I have said before that in practice it is often difficult to distinguish Cultural Marxists from regular "orthodox" Marxists. Trotskyist and other far left groups often spend an inordinate amounts of time campaigning on issues of race, gender, sexuality, Palestine or Cuba solidarity as opposed to intra national class struggle. However not is this case. Reparations are very much a Cultural Marxist talking point, not something pushed by orthodox Marxists.

Note as Cultural Marxism melds into regular or Orthodox Marxism at the extreme, with no clear boundary between the two, so at the other extreme Cultural Marxism melds into what I call Corporate Marxism. :lol: Cultural Marxism the ultimate strategy of subversion has itself been subverted by the very people it was designed to destroy.
#14999482
Rich wrote:I think the purpose of such demands is not to get the reparations, but to delegitimise the current order.
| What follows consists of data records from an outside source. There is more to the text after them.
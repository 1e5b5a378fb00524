//! StockLens CLI: indicator, signal, summary and cache commands.
//!
//! Commands:
//! - `compute`: compute indicators and write CSV/JSON snapshots
//! - `signals`: print the latest signals and the trend bias
//! - `summary`: print growth, volatility and data freshness
//! - `cache status`: list cached symbols, date ranges and freshness
//! - `cache remove`: drop cached entries for the given symbols

use anyhow::{bail, Context, Result};
use clap::{Args, Parser, Subcommand, ValueEnum};
use rayon::prelude::*;
use std::path::{Path, PathBuf};
use std::time::Duration;
use stocklens_core::data::{CachedSource, CsvCache, CsvFileProvider, LoadedSeries};
use stocklens_core::export::{snapshot_csv, snapshot_json};
use stocklens_core::signals::SignalDetector;
use stocklens_core::summary::{check_freshness, SeriesSummary};
use stocklens_core::{IndicatorConfig, IndicatorEngine};
use tracing::{error, info, warn};
use tracing_subscriber::EnvFilter;

#[derive(Parser)]
#[command(name = "stocklens", about = "StockLens: technical indicators over daily prices")]
struct Cli {
    #[command(subcommand)]
    command: Commands,
}

/// Where prices come from and how they are cached.
#[derive(Args, Clone)]
struct DataArgs {
    /// Directory holding `{SYMBOL}.csv` price files.
    #[arg(long, default_value = "data")]
    data_dir: PathBuf,

    /// Cache directory.
    #[arg(long, default_value = ".stocklens_cache")]
    cache_dir: PathBuf,

    /// Cached files older than this are refetched.
    #[arg(long, default_value_t = 12)]
    max_age_hours: u64,

    /// Ignore fresh cache entries and refetch.
    #[arg(long, default_value_t = false)]
    refresh: bool,

    /// Indicator config (TOML). Defaults are used when omitted.
    #[arg(long)]
    config: Option<PathBuf>,
}

#[derive(Clone, Copy, ValueEnum)]
enum OutputFormat {
    Csv,
    Json,
}

impl OutputFormat {
    fn extension(self) -> &'static str {
        match self {
            Self::Csv => "csv",
            Self::Json => "json",
        }
    }
}

#[derive(Subcommand)]
enum Commands {
    /// Compute indicators for one or more symbols.
    Compute {
        /// Symbols to process (e.g., SPY QQQ AAPL).
        #[arg(required = true)]
        symbols: Vec<String>,

        #[command(flatten)]
        data: DataArgs,

        /// Snapshot format.
        #[arg(long, value_enum, default_value = "csv")]
        format: OutputFormat,

        /// Write `{SYMBOL}_indicators.{csv,json}` here instead of stdout.
        /// Required for more than one symbol.
        #[arg(long)]
        output_dir: Option<PathBuf>,
    },
    /// Print buy/sell signals and the trend bias for the latest bar.
    Signals {
        #[arg(required = true)]
        symbols: Vec<String>,

        #[command(flatten)]
        data: DataArgs,
    },
    /// Print growth, volatility and data freshness.
    Summary {
        #[arg(required = true)]
        symbols: Vec<String>,

        #[command(flatten)]
        data: DataArgs,
    },
    /// Cache management commands.
    Cache {
        #[command(subcommand)]
        action: CacheAction,
    },
}

#[derive(Subcommand)]
enum CacheAction {
    /// List cached symbols with date ranges and freshness.
    Status {
        #[arg(long, default_value = ".stocklens_cache")]
        cache_dir: PathBuf,

        #[arg(long, default_value_t = 12)]
        max_age_hours: u64,
    },
    /// Delete cached data for specific symbols.
    Remove {
        #[arg(required = true)]
        symbols: Vec<String>,

        #[arg(long, default_value = ".stocklens_cache")]
        cache_dir: PathBuf,
    },
}

fn main() -> Result<()> {
    tracing_subscriber::fmt()
        .with_env_filter(
            EnvFilter::try_from_default_env().unwrap_or_else(|_| EnvFilter::new("info")),
        )
        .with_writer(std::io::stderr)
        .init();

    let cli = Cli::parse();

    match cli.command {
        Commands::Compute {
            symbols,
            data,
            format,
            output_dir,
        } => run_compute(&symbols, &data, format, output_dir.as_deref()),
        Commands::Signals { symbols, data } => run_signals(&symbols, &data),
        Commands::Summary { symbols, data } => run_summary(&symbols, &data),
        Commands::Cache { action } => match action {
            CacheAction::Status {
                cache_dir,
                max_age_hours,
            } => run_cache_status(&cache_dir, max_age_hours),
            CacheAction::Remove { symbols, cache_dir } => run_cache_remove(&symbols, &cache_dir),
        },
    }
}

fn max_age(hours: u64) -> Duration {
    Duration::from_secs(hours.saturating_mul(3600))
}

fn load_config(data: &DataArgs) -> Result<IndicatorConfig> {
    match &data.config {
        Some(path) => IndicatorConfig::from_file(path)
            .with_context(|| format!("loading config {}", path.display())),
        None => Ok(IndicatorConfig::default()),
    }
}

fn build_source(data: &DataArgs) -> CachedSource {
    CachedSource::new(
        Box::new(CsvFileProvider::new(&data.data_dir)),
        Box::new(CsvCache::with_max_age(
            &data.cache_dir,
            max_age(data.max_age_hours),
        )),
    )
}

/// Snapshots on stdout must be one document; several go to files.
fn check_output_target(symbols: &[String], output_dir: Option<&Path>) -> Result<()> {
    if output_dir.is_none() && symbols.len() > 1 {
        bail!(
            "--output-dir is required when computing {} symbols",
            symbols.len()
        );
    }
    Ok(())
}

fn load(source: &CachedSource, symbol: &str, refresh: bool) -> Result<LoadedSeries> {
    source
        .load(symbol, refresh)
        .with_context(|| format!("loading {symbol}"))
}

/// Run `task` for every symbol in parallel. Failures are logged and counted;
/// outputs come back in input order.
fn for_each_symbol<T, F>(symbols: &[String], task: F) -> Result<Vec<T>>
where
    T: Send,
    F: Fn(&str) -> Result<T> + Sync,
{
    let results: Vec<Result<T>> = symbols.par_iter().map(|s| task(s.as_str())).collect();

    let mut outputs = Vec::with_capacity(results.len());
    let mut failed = 0;
    for (symbol, result) in symbols.iter().zip(results) {
        match result {
            Ok(out) => outputs.push(out),
            Err(e) => {
                error!(symbol = symbol.as_str(), "{e:#}");
                failed += 1;
            }
        }
    }
    if failed > 0 {
        bail!("{failed} of {} symbols failed", symbols.len());
    }
    Ok(outputs)
}

fn run_compute(
    symbols: &[String],
    data: &DataArgs,
    format: OutputFormat,
    output_dir: Option<&Path>,
) -> Result<()> {
    check_output_target(symbols, output_dir)?;
    let engine = IndicatorEngine::new(load_config(data)?)?;
    let source = build_source(data);

    if let Some(dir) = output_dir {
        std::fs::create_dir_all(dir)
            .with_context(|| format!("creating output dir {}", dir.display()))?;
    }

    let snapshots = for_each_symbol(symbols, |symbol| {
        let loaded = load(&source, symbol, data.refresh)?;
        let indicators = engine.compute(&loaded.series);
        let body = match format {
            OutputFormat::Csv => snapshot_csv(&loaded.series, &indicators)?,
            OutputFormat::Json => snapshot_json(&loaded.series, &indicators, engine.config())?,
        };

        if let Some(dir) = output_dir {
            let path = dir.join(format!(
                "{}_indicators.{}",
                loaded.series.symbol(),
                format.extension()
            ));
            std::fs::write(&path, &body)
                .with_context(|| format!("writing {}", path.display()))?;
            info!(symbol, path = %path.display(), source = ?loaded.source, "wrote snapshot");
            Ok(None)
        } else {
            Ok(Some(body))
        }
    })?;

    for body in snapshots.into_iter().flatten() {
        print!("{body}");
    }
    Ok(())
}

fn run_signals(symbols: &[String], data: &DataArgs) -> Result<()> {
    let engine = IndicatorEngine::new(load_config(data)?)?;
    let source = build_source(data);
    let detector = SignalDetector::default();

    let reports = for_each_symbol(symbols, |symbol| {
        let loaded = load(&source, symbol, data.refresh)?;
        let warmup = engine.config().warmup();
        if loaded.series.len() <= warmup {
            warn!(
                symbol,
                bars = loaded.series.len(),
                warmup,
                "series shorter than the longest lookback; some rules cannot fire"
            );
        }
        let indicators = engine.compute(&loaded.series);
        let signals = detector.analyze(&loaded.series, &indicators);
        let bias = detector.trend_bias(&loaded.series, &indicators, engine.config());

        let mut report = format!(
            "{} ({}): trend {bias}\n",
            loaded.series.symbol(),
            loaded.series.last().date
        );
        if signals.is_empty() {
            report.push_str("  no signals\n");
        }
        for signal in &signals {
            report.push_str(&format!("  {signal}\n"));
        }
        Ok(report)
    })?;

    for report in reports {
        print!("{report}");
    }
    Ok(())
}

fn run_summary(symbols: &[String], data: &DataArgs) -> Result<()> {
    let source = build_source(data);
    let today = chrono::Local::now().date_naive();

    let reports = for_each_symbol(symbols, |symbol| {
        let loaded = load(&source, symbol, data.refresh)?;
        let summary = SeriesSummary::from_series(&loaded.series);
        let freshness = check_freshness(&loaded.series, today);

        Ok(format!(
            "{symbol}\n  \
             Period:     {} to {} ({} bars)\n  \
             Close:      {:.2} -> {:.2}\n  \
             Growth:     {:.2}%\n  \
             Volatility: {:.4}\n  \
             Last bar:   {} days ago{}\n",
            summary.first_date,
            summary.last_date,
            summary.bar_count,
            summary.first_close,
            summary.last_close,
            summary.growth_pct,
            summary.volatility,
            freshness.days_behind,
            if freshness.is_fresh { "" } else { " (stale)" },
            symbol = summary.symbol,
        ))
    })?;

    for report in reports {
        print!("{report}");
    }
    Ok(())
}

fn run_cache_status(cache_dir: &Path, max_age_hours: u64) -> Result<()> {
    if !cache_dir.exists() {
        println!("Cache directory does not exist: {}", cache_dir.display());
        return Ok(());
    }

    let cache = CsvCache::with_max_age(cache_dir, max_age(max_age_hours));
    let statuses = cache.status().context("reading cache")?;
    if statuses.is_empty() {
        println!("Cache is empty: {}", cache_dir.display());
        return Ok(());
    }

    println!("{:<8} {:<12} {:<12} {:>6}  STATE", "SYMBOL", "START", "END", "BARS");
    for s in &statuses {
        println!(
            "{:<8} {:<12} {:<12} {:>6}  {}",
            s.symbol,
            s.start_date.to_string(),
            s.end_date.to_string(),
            s.bar_count,
            if s.fresh { "fresh" } else { "stale" }
        );
    }
    println!("{} symbols cached in {}", statuses.len(), cache_dir.display());
    Ok(())
}

fn run_cache_remove(symbols: &[String], cache_dir: &Path) -> Result<()> {
    let cache = CsvCache::new(cache_dir);
    for symbol in symbols {
        let removed = cache
            .remove(symbol)
            .with_context(|| format!("removing {symbol}"))?;
        if removed {
            println!("Removed {} from {}", symbol.to_uppercase(), cache.cache_dir().display());
        } else {
            println!("{} is not cached", symbol.to_uppercase());
        }
    }
    Ok(())
}
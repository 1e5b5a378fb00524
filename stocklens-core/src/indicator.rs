//! Indicator trait and the computed indicator series container.
//!
//! Indicators are pure functions: bar history in, numeric series out.
//! Every output is index-aligned with the input bars and uses `f64::NAN`
//! for positions without enough history.

use crate::domain::PriceBar;
use serde::ser::{SerializeMap, Serializer};
use serde::Serialize;
use std::collections::HashMap;

/// Canonical series names produced by the engine.
pub mod names {
    pub const DAILY_RETURN: &str = "DailyReturn";
    pub const MACD: &str = "MACD";
    pub const SIGNAL: &str = "Signal";
    pub const HISTOGRAM: &str = "Histogram";
    pub const RSI: &str = "RSI";
    pub const MIDDLE_BAND: &str = "MiddleBand";
    pub const STD: &str = "Std";
    pub const UPPER_BAND: &str = "UpperBand";
    pub const LOWER_BAND: &str = "LowerBand";
    pub const TRUE_RANGE: &str = "TrueRange";
    pub const ATR: &str = "ATR";
    pub const OBV: &str = "OBV";
    pub const STOCH_K: &str = "%K";
    pub const STOCH_D: &str = "%D";

    pub fn sma(window: usize) -> String {
        format!("SMA{window}")
    }

    pub fn ema(span: usize) -> String {
        format!("EMA{span}")
    }
}

/// Trait for indicators.
///
/// `compute` takes the full bar history and returns a `Vec<f64>` of the same
/// length. The first `lookback()` values are `f64::NAN`.
///
/// # Look-ahead guard
/// No value at bar t may depend on bar t+1 or later: computing over a
/// truncated prefix must reproduce the same prefix of the full result.
pub trait Indicator: Send + Sync {
    /// Series name (e.g., "SMA50", "RSI").
    fn name(&self) -> &str;

    /// Number of leading bars without a defined value.
    fn lookback(&self) -> usize;

    /// Compute the indicator for the entire bar series.
    fn compute(&self, bars: &[PriceBar]) -> Vec<f64>;
}

/// Named indicator series, all aligned with one price series.
///
/// Insertion order is preserved so exports have stable column order.
#[derive(Debug, Clone, Default, PartialEq)]
pub struct IndicatorSeries {
    bar_count: usize,
    order: Vec<String>,
    series: HashMap<String, Vec<f64>>,
}

impl IndicatorSeries {
    pub fn new(bar_count: usize) -> Self {
        Self {
            bar_count,
            ..Self::default()
        }
    }

    /// Number of bars every series is aligned to.
    pub fn bar_count(&self) -> usize {
        self.bar_count
    }

    /// Insert a named series, replacing any existing series with that name.
    ///
    /// # Panics
    /// If `values` is not `bar_count()` long; a misaligned series is a bug in
    /// the producing indicator, not a data problem.
    pub fn insert(&mut self, name: impl Into<String>, values: Vec<f64>) {
        let name = name.into();
        assert_eq!(
            values.len(),
            self.bar_count,
            "series '{name}' has {} values for {} bars",
            values.len(),
            self.bar_count
        );
        if self.series.insert(name.clone(), values).is_none() {
            self.order.push(name);
        }
    }

    /// Value at a bar index. `None` if the name is unknown or the index is out
    /// of range; `Some(NaN)` if the value is undefined.
    pub fn get(&self, name: &str, bar_index: usize) -> Option<f64> {
        self.series
            .get(name)
            .and_then(|v| v.get(bar_index).copied())
    }

    /// Latest value of a series.
    pub fn last(&self, name: &str) -> Option<f64> {
        self.bar_count
            .checked_sub(1)
            .and_then(|i| self.get(name, i))
    }

    pub fn get_series(&self, name: &str) -> Option<&[f64]> {
        self.series.get(name).map(|v| v.as_slice())
    }

    pub fn contains(&self, name: &str) -> bool {
        self.series.contains_key(name)
    }

    /// Series names in insertion order.
    pub fn names(&self) -> impl Iterator<Item = &str> {
        self.order.iter().map(|s| s.as_str())
    }

    /// `(name, values)` pairs in insertion order.
    pub fn iter(&self) -> impl Iterator<Item = (&str, &[f64])> {
        self.order
            .iter()
            .map(|name| (name.as_str(), self.series[name].as_slice()))
    }

    /// Number of series stored.
    pub fn len(&self) -> usize {
        self.series.len()
    }

    pub fn is_empty(&self) -> bool {
        self.series.is_empty()
    }
}

// Serialized as a map in insertion order; NaN becomes JSON null.
impl Serialize for IndicatorSeries {
    fn serialize<S: Serializer>(&self, serializer: S) -> Result<S::Ok, S::Error> {
        let mut map = serializer.serialize_map(Some(self.order.len()))?;
        for (name, values) in self.iter() {
            let cells: Vec<Option<f64>> = values
                .iter()
                .map(|v| if v.is_nan() { None } else { Some(*v) })
                .collect();
            map.serialize_entry(name, &cells)?;
        }
        map.end()
    }
}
Also by popularising impossible demands they may increase the pressure for the kind of realisable demands such as those made by Black Lives Matter or increased non White representation in high paying leadership positions in Academia Business, politics etc.

I have said before that in practice it is often difficult to distinguish Cultural Marxists from regular "orthodox" Marxists. Trotskyist and other far left groups often spend an inordinate amounts of time campaigning on issues of race, gender, sexuality, Palestine or Cuba solidarity as opposed to intra national class struggle. However not is this case. Reparations are very much a Cultural Marxist talking point, not something pushed by orthodox Marxists.

Note as Cultural Marxism melds into regular or Orthodox Marxism at the extreme, with no clear boundary between the two, so at the other extreme Cultural Marxism melds into what I call Corporate Marxism. :lol: Cultural Marxism the ultimate strategy of subversion has itself been subverted by the very people it was designed to destroy.


Are you done with your anti-Jewish conspiracy theory?
#14999484
Hong Wu wrote:The LGBT community has historically been targeted for a long time. If we owe other marginalized communities reparations for their past victimization, does the same logic dictate that we owe LGBT people reparations?

I don't owe anybody any reparations.
#14999486
There shouldn't be a full scale compensation scheme no, saying that as a gay man. Individual business should provide compensation against unlawful discrimination if/when the litigant can prove it.

If it's a minimum wage job I wouldn't say it's worth the hassle.

Fortunately, or to the extent I know, I've only been unfairly and illegally discriminated against because of my sex. Been told twice by 2 separate managers for a cashier position "I want a girl!". I wouldn't take them to court for it, even with legal aid. You choose your battles.

The responses of the shameless and brazen bigots here is unsurprising. Not even and expression of opposition to the persecution we've suffered for hundreds of years. Even to the point of capital punishment and murder in cold blood! No, not a word! Like James Fields, they'd call for the perpetrators to be let off!